One of the lesser known Great War poets, Julian Grenfell was born in London in 1888 and was unusual because he had joined the army nearly four years before hostilities broke out. He came from a privileged background, his father a famous sportsman and his mother well known for hosting society occasions.
Brought up in Buckinghamshire he fell in love with poetry from an early age and by the time he attended Eton he was writing his own verses, producing content for the college papers and winning the Jelf Prize. He was generally good at anything he tried his hand to, whether it was sporting activities such as rowing or shooting or academic studies such as Latin and, of course, poetry.
Grenfell was also a sensitive individual and he became concerned with the way society contradicted itself. That and several failed attempts to find love led him to have mental health problems that interrupted his studies for a while when he went to Oxford. In 1910, having left university, Grenfell joined the army and was sent to India and then South Africa with the Royal Dragoons.
He wrote To a Black Greyhound at this time which illustrates his love of animals and his affinity to nature at the time.

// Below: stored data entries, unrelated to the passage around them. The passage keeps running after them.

//! 設定管理を行うモジュール

use std::path::{
    Path,
    PathBuf,
};

use super::{
    ConfigError,
    LocaleSettings,
    loader,
};

/// 設定管理を行う
#[derive(Default, Debug, Clone)]
pub struct ConfigManager {
    /// 現在の設定
    current_settings: LocaleSettings,

    /// ワークスペースのルートパス
    workspace_root: Option<PathBuf>,
}

impl ConfigManager {
    #[must_use]
    pub fn new() -> Self {
        Self::default()
    }

    /// 設定を読み込む
    ///
    /// 設定ファイルがなければデフォルト値を使う。
    ///
    /// # Errors
    /// - ファイル読み込みエラー
    /// - JSON パースエラー
    /// - バリデーションエラー
    pub fn load_settings(&mut self, workspace_root: Option<PathBuf>) -> Result<(), ConfigError> {
        let settings = match &workspace_root {
            Some(root) => loader::load_from_workspace(root)?.unwrap_or_default(),
            None => LocaleSettings::default(),
        };

        settings.validate().map_err(ConfigError::ValidationErrors)?;

        tracing::debug!(?settings, "Settings loaded");
        self.current_settings = settings;
        self.workspace_root = workspace_root;

        Ok(())
    }

    /// 設定を更新する
    ///
    /// 無効な設定の場合は現在の設定を保持する。
    ///
    /// # Errors
    /// - バリデーションエラー
    pub fn update_settings(&mut self, new_settings: LocaleSettings) -> Result<(), ConfigError> {
        new_settings.validate().map_err(ConfigError::ValidationErrors)?;

        self.current_settings = new_settings;
        tracing::debug!("Settings updated");

        Ok(())
    }

    #[must_use]
    pub const fn get_settings(&self) -> &LocaleSettings {
        &self.current_settings
    }

    #[must_use]
    pub fn workspace_root(&self) -> Option<&Path> {
        self.workspace_root.as_deref()
    }
}

#[cfg(test)]
#[allow(clippy::unwrap_used)]
mod tests {
    use std::fs;

    use googletest::prelude::*;
    use rstest::rstest;
    use tempfile::TempDir;

    use super::*;
    use crate::config::CONFIG_FILE_NAME;

    /// new: デフォルト値で作成される
    #[rstest]
    fn new_creates_default_settings() {
        let manager = ConfigManager::new();

        assert_that!(manager.get_settings().key_separator, eq("."));
        assert_that!(manager.get_settings().source_language, eq("en"));
        assert_that!(manager.workspace_root(), none());
    }

    /// load_settings: 設定ファイルがある場合
    #[rstest]
    fn load_settings_with_config_file() {
        let temp_dir = TempDir::new().unwrap();
        fs::write(temp_dir.path().join(CONFIG_FILE_NAME), r#"{"keySeparator": "/"}"#).unwrap();

        let mut manager = ConfigManager::new();
        let result = manager.load_settings(Some(temp_dir.path().to_path_buf()));

        assert_that!(result, ok(anything()));
        assert_that!(manager.get_settings().key_separator, eq("/"));
        assert_that!(manager.workspace_root(), some(eq(temp_dir.path())));
    }

    /// load_settings: 設定ファイルがない場合はデフォルト値
    #[rstest]
    fn load_settings_without_config_file() {
        let temp_dir = TempDir::new().unwrap();

        let mut manager = ConfigManager::new();
        manager.load_settings(Some(temp_dir.path().to_path_buf())).unwrap();

        assert_that!(manager.get_settings(), eq(&LocaleSettings::default()));
    }

    /// load_settings: 無効な設定ファイル
    #[rstest]
    fn load_settings_rejects_invalid_file() {
        let temp_dir = TempDir::new().unwrap();
        fs::write(temp_dir.path().join(CONFIG_FILE_NAME), r#"{"keySeparator": ""}"#).unwrap();

        let mut manager = ConfigManager::new();
        let result = manager.load_settings(Some(temp_dir.path().to_path_buf()));

        assert!(matches!(result, Err(ConfigError::ValidationErrors(_))));
        assert_that!(manager.workspace_root(), none());
    }

    /// update_settings: 無効な設定でエラー、現在の設定は維持
    #[rstest]
    fn update_settings_invalid_keeps_current() {
        let mut manager = ConfigManager::new();
        let new_settings =
            LocaleSettings { key_separator: String::new(), ..LocaleSettings::default() };

        let result = manager.update_settings(new_settings);

        assert!(result.is_err());
        assert_that!(manager.get_settings().key_separator, eq("."));
    }

    #[rstest]
    fn update_settings_valid() {
        let mut manager = ConfigManager::new();
        let new_settings =
            LocaleSettings { source_language: "fr".to_string(), ..LocaleSettings::default() };

        manager.update_settings(new_settings).unwrap();

        assert_that!(manager.get_settings().source_language, eq("fr"));
    }
}
use crate::errors::{AppError, AppResult};
use tracing::debug;
use url::Url;

/// Builds the calendarByPin request URL for one pin code and date.
///
/// The endpoint is passed in rather than hardcoded so that tests can point
/// the fetcher at a local server; production callers use
/// [`crate::constants::CALENDAR_BY_PIN_URL`].
pub fn build_request_url(endpoint: &str, pincode: &str, date: &str) -> AppResult<Url> {
    let mut url = Url::parse(endpoint)?;
    url.query_pairs_mut()
        .append_pair("pincode", pincode)
        .append_pair("date", date);
    Ok(url)
}

/// Fetches the raw session calendar for one pin code.
///
/// Performs a single unauthenticated GET with no custom headers. The
/// response body is returned as-is on HTTP 200; any non-success status maps
/// to [`AppError::RequestFailed`] carrying the observed status. No retry is
/// attempted.
///
/// # Errors
///
/// Returns an error if:
/// - The endpoint cannot be parsed as a URL
/// - The request fails at the transport level
/// - The API answers with a non-success status
///
pub async fn fetch_availability(
    client: &reqwest::Client,
    endpoint: &str,
    pincode: &str,
    date: &str,
) -> AppResult<String> {
    let url = build_request_url(endpoint, pincode, date)?;
    debug!(url = %url, "Sending availability request");

    let response = client.get(url.as_str()).send().await?;

    // Check status ourselves instead of error_for_status so the numeric
    // status survives into the error.
    let status = response.status();
    if !status.is_success() {
        return Err(AppError::RequestFailed {
            status: status.as_u16(),
        });
    }

    let body = response.text().await?;
    Ok(body)
}

#[cfg(test)]
mod tests {
    use super::build_request_url;

    #[test]
    fn test_build_request_url_appends_query_params() {
        let url = build_request_url("https://example.com/calendarByPin", "560011", "04-05-2021")
            .expect("url builds");

        assert_eq!(
            url.as_str(),
            "https://example.com/calendarByPin?pincode=560011&date=04-05-2021"
        );
    }

    #[test]
    fn test_build_request_url_preserves_endpoint_path() {
        let url = build_request_url(
            "https://cdn-api.co-vin.in/api/v2/appointment/sessions/public/calendarByPin",
            "110001",
            "01-06-2021",
        )
        .expect("url builds");

        assert_eq!(
            url.path(),
            "/api/v2/appointment/sessions/public/calendarByPin"
        );
        assert_eq!(
            url.query(),
            Some("pincode=110001&date=01-06-2021")
        );
    }

    #[test]
    fn test_build_request_url_invalid_endpoint() {
        let result = build_request_url("not a url", "560011", "04-05-2021");
        assert!(result.is_err());
    }
}
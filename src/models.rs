use crate::constants::*;
use serde::Deserialize;

/// Vaccine filter applied to returned sessions.
#[derive(Debug, Clone, Copy, PartialEq, Eq)]
pub enum VaccineFilter {
    Covishield,
    Covaxin,
    Any,
}

impl VaccineFilter {
    /// Returns the vaccine name as the API spells it.
    pub fn display_name(&self) -> &'static str {
        match self {
            Self::Covishield => "COVISHIELD",
            Self::Covaxin => "COVAXIN",
            Self::Any => "Any",
        }
    }

    /// Case-exact comparison against the vaccine name reported by the API.
    /// `Any` matches every session.
    pub fn matches(&self, vaccine: &str) -> bool {
        match self {
            Self::Any => true,
            _ => self.display_name() == vaccine,
        }
    }
}

impl From<&str> for VaccineFilter {
    fn from(value: &str) -> Self {
        // Trim whitespace and compare case-insensitively
        let lower = value.trim().to_lowercase();

        if COVISHIELD_ALIASES.contains(&lower.as_str()) {
            Self::Covishield
        } else if COVAXIN_ALIASES.contains(&lower.as_str()) {
            Self::Covaxin
        } else {
            // Default silently to Any; callers can decide to log if needed.
            Self::Any
        }
    }
}

/// Resolved query for one run. Immutable once input resolution completes.
#[derive(Debug, Clone)]
pub struct Query {
    /// Starting pin code, digits only
    pub pincode: String,
    /// Target date in dd-mm-yyyy format
    pub date: String,
    pub vaccine: VaccineFilter,
    /// Exact minimum-age filter; 0 disables it
    pub min_age: u16,
    /// Also report sessions with zero availability
    pub show_all: bool,
    /// Print the no-availability notice even without `show_all`
    pub announce_empty: bool,
    /// Scan RANGE_SCAN_SPAN successive pin codes instead of one
    pub range_scan: bool,
}

/// Top-level payload returned by the calendarByPin endpoint.
#[derive(Debug, Deserialize)]
pub struct CenterList {
    pub centers: Vec<Center>,
}

/// One vaccination center, received verbatim from the API.
#[derive(Debug, Deserialize)]
pub struct Center {
    pub name: String,
    pub sessions: Vec<Session>,
}

/// One vaccine-dose time slot at a center.
#[derive(Debug, Deserialize)]
pub struct Session {
    pub min_age_limit: u16,
    pub available_capacity: u32,
    pub vaccine: String,
}
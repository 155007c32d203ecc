// Public CoWIN appointment API
pub const CALENDAR_BY_PIN_URL: &str =
    "https://cdn-api.co-vin.in/api/v2/appointment/sessions/public/calendarByPin";

// Dates on the CLI and on the wire use the same dd-mm-yyyy form
pub const DATE_FORMAT: &str = "%d-%m-%Y";

// Pin code help text
pub const PINCODE_HELP_TEXT: &str = "Pin code to check (starting pin code with --scan-range)";

// Number of successive pin codes covered by a range scan
pub const RANGE_SCAN_SPAN: u32 = 125;

// Vaccine filter aliases
pub const COVISHIELD_ALIASES: &[&str] = &["covishield", "cs"];
pub const COVAXIN_ALIASES: &[&str] = &["covaxin", "cx"];
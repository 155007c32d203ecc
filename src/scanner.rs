use crate::constants::RANGE_SCAN_SPAN;
use crate::errors::{AppError, AppResult};
use crate::fetcher;
use crate::models::Query;
use crate::reporter::{self, PincodeReport};
use std::sync::Arc;
use tokio::sync::Semaphore;
use tokio::task::JoinHandle;
use tracing::warn;

/// Outcome of a full scan, for the closing summary log.
#[derive(Debug, Default, PartialEq, Eq)]
pub struct ScanSummary {
    /// Pin codes visited, including failed ones
    pub scanned: u32,
    /// Pin codes whose fetch or parse failed
    pub failed: u32,
    /// Sum of per-pin-code tallies
    pub total_available: u32,
}

/// Computes the exclusive end of the pin-code range.
pub(crate) fn scan_end(start: u32, range_scan: bool) -> u32 {
    let span = if range_scan { RANGE_SCAN_SPAN } else { 1 };
    start.saturating_add(span)
}

/// Fetch-and-report step for one pin code.
async fn check_pincode(
    client: &reqwest::Client,
    endpoint: &str,
    query: &Query,
    pincode: &str,
) -> AppResult<PincodeReport> {
    let body = fetcher::fetch_availability(client, endpoint, pincode, &query.date).await?;
    let centers = reporter::parse_centers(&body)?;
    Ok(reporter::build_report(query, pincode, &centers))
}

fn record_failure(summary: &mut ScanSummary, pincode: &str, error: &AppError) {
    warn!(pincode = pincode, error = %error, "Skipping pin code after failure");
    eprintln!("PinCode: {pincode} lookup failed: {error}");
    summary.failed += 1;
}

/// Scans the pin-code range, fetching and reporting each pin code in turn.
///
/// The range is `[start, start + 1)` normally and
/// `[start, start + RANGE_SCAN_SPAN)` with `range_scan`. A failed pin code
/// is reported and the scan moves on; one pin code's failure never aborts
/// the rest of the range.
///
/// With `concurrency > 1` the fetches run under a semaphore-bounded set of
/// spawned tasks. Reports stay buffered per task and the join handles are
/// awaited in submission order, so output still appears in pin-code order.
///
/// # Errors
///
/// Returns an error only for invalid input (non-numeric pin code, zero
/// concurrency); per-pin-code fetch and parse failures are absorbed into
/// the summary.
pub async fn scan_pincodes(
    client: &reqwest::Client,
    endpoint: &str,
    query: &Query,
    concurrency: usize,
) -> AppResult<ScanSummary> {
    let start: u32 = query.pincode.parse().map_err(|_| {
        AppError::InvalidInput(format!("Pincode must be numeric, got: {}", query.pincode))
    })?;
    let end = scan_end(start, query.range_scan);

    if concurrency == 0 {
        return Err(AppError::InvalidInput(
            "Concurrency must be greater than 0".into(),
        ));
    }

    let mut summary = ScanSummary::default();

    if concurrency == 1 {
        for pin in start..end {
            let pincode = pin.to_string();
            match check_pincode(client, endpoint, query, &pincode).await {
                Ok(report) => {
                    reporter::render(&report);
                    summary.total_available += report.total_available;
                }
                Err(e) => record_failure(&mut summary, &pincode, &e),
            }
            summary.scanned += 1;
        }
        return Ok(summary);
    }

    // Bounded fan-out. Each task buffers its own report; awaiting the
    // handles in submission order keeps the output in pin-code order.
    let semaphore = Arc::new(Semaphore::new(concurrency));
    let client = Arc::new(client.clone());
    let query = Arc::new(query.clone());
    let endpoint = Arc::new(endpoint.to_string());

    let mut handles: Vec<JoinHandle<AppResult<PincodeReport>>> =
        Vec::with_capacity((end - start) as usize);

    for pin in start..end {
        let semaphore = semaphore.clone();
        let client = client.clone();
        let query = query.clone();
        let endpoint = endpoint.clone();
        let pincode = pin.to_string();

        handles.push(tokio::spawn(async move {
            let _permit = semaphore
                .acquire()
                .await
                .map_err(|e| AppError::Runtime(format!("Failed to acquire scan permit: {e}")))?;
            check_pincode(&client, &endpoint, &query, &pincode).await
        }));
    }

    for (offset, handle) in handles.into_iter().enumerate() {
        let pincode = (start + offset as u32).to_string();
        match handle.await {
            Ok(Ok(report)) => {
                reporter::render(&report);
                summary.total_available += report.total_available;
            }
            Ok(Err(e)) => record_failure(&mut summary, &pincode, &e),
            Err(e) => record_failure(
                &mut summary,
                &pincode,
                &AppError::Runtime(format!("Scan task failed: {e}")),
            ),
        }
        summary.scanned += 1;
    }

    Ok(summary)
}
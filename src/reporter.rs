use crate::errors::{AppError, AppResult};
use crate::models::{Center, CenterList, Query, Session};

/// Report assembled for a single pin code.
///
/// Lines are buffered rather than printed on the spot so a range scan can
/// flush them in pin-code order regardless of how the fetches ran.
#[derive(Debug)]
pub struct PincodeReport {
    pub pincode: String,
    pub lines: Vec<String>,
    /// Sum of available capacity across reported sessions
    pub total_available: u32,
    /// Whether any session with availability survived the filters
    pub found: bool,
}

/// Parses a raw response body into the center list.
///
/// A missing `centers` key, missing nested fields, or a body that is not
/// JSON at all surface as [`AppError::MalformedResponse`] rather than a
/// panic.
pub fn parse_centers(body: &str) -> AppResult<Vec<Center>> {
    let list: CenterList =
        serde_json::from_str(body).map_err(|e| AppError::MalformedResponse(e.to_string()))?;
    Ok(list.centers)
}

/// Walks the centers for one pin code and assembles its report.
///
/// Sessions are visited in array order, never re-sorted. A session that
/// fails the min-age or vaccine filter ends the walk of that center's
/// remaining sessions, not just the session itself; the original tool
/// behaves this way and the quirk is kept as-is.
pub fn build_report(query: &Query, pincode: &str, centers: &[Center]) -> PincodeReport {
    let mut report = PincodeReport {
        pincode: pincode.to_string(),
        lines: Vec::new(),
        total_available: 0,
        found: false,
    };

    for center in centers {
        for session in &center.sessions {
            if query.min_age != 0 && session.min_age_limit != query.min_age {
                break;
            }
            if !query.vaccine.matches(&session.vaccine) {
                break;
            }

            if session.available_capacity > 0 {
                report.found = true;
                report.total_available += session.available_capacity;
                report
                    .lines
                    .push(format_session_line(pincode, &center.name, session));
            } else if query.show_all {
                report
                    .lines
                    .push(format_session_line(pincode, &center.name, session));
            }
        }
    }

    if report.found {
        report.lines.push(format!(
            "PinCode: {} Total available: {}",
            pincode, report.total_available
        ));
    } else if query.show_all || query.announce_empty {
        report.lines.push(format!(
            "PinCode: {pincode} ** No availability at any center **"
        ));
    }

    report
}

fn format_session_line(pincode: &str, center_name: &str, session: &Session) -> String {
    format!(
        "PinCode: {} | Center: {:<25} | MinAge: {:<2} | Availability: {:<3} | Vaccine: {}",
        pincode, center_name, session.min_age_limit, session.available_capacity, session.vaccine
    )
}

/// Prints a finished report to stdout, one blank-line-separated entry per
/// line, matching the layout users of the original tool expect.
pub fn render(report: &PincodeReport) {
    for line in &report.lines {
        println!("\n{line}");
    }
}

After four years he dallied with the notion of leaving the army and starting life as a painter but circumstances were about to change with the outbreak of World War I. Shortly after, he found himself posted to France, still ideological about fighting for some great cause and even winning a DSO for his bravery on a reconnaissance mission.
Perhaps a little naïve, unaware of what was to come, Grenfell once stated that he had never been more happy than during his time on the front. Compared to his compatriots such as Sassoon and Owen who survived long enough to become disillusioned with war, Grenfell was seen as one of the last who saw only glory in the act of conflict, ignoring the tremendous suffering that many would undergo over the next four years.
Grenfell was promoted to Captain and soon moved to Ypres, the scene of one of the bloodiest battles of the war. Standing talking to some other officers, a shell landed nearby and he was injured by flying shrapnel. He was taken to hospital but died from his wounds a couple of weeks later in May 1915.
Grenfell is perhaps best known for his poem Into Battle which was written while he and his men waited to go into battle at Ypres. The poem was printed in the Times newspaper with an announcement of his death, something which undoubtedly led to many more men signing up to take part in the war because of its upbeat, patriotic tone.
His verse reads in marked contrast to the more realistic interpretations of the Great War which were to follow and perhaps provides a telling insight into the men who went to war seeking glory and yet found only death and destruction. In 1985 his name was included on a plaque to commemorate the War Poets in Westminster Abbey.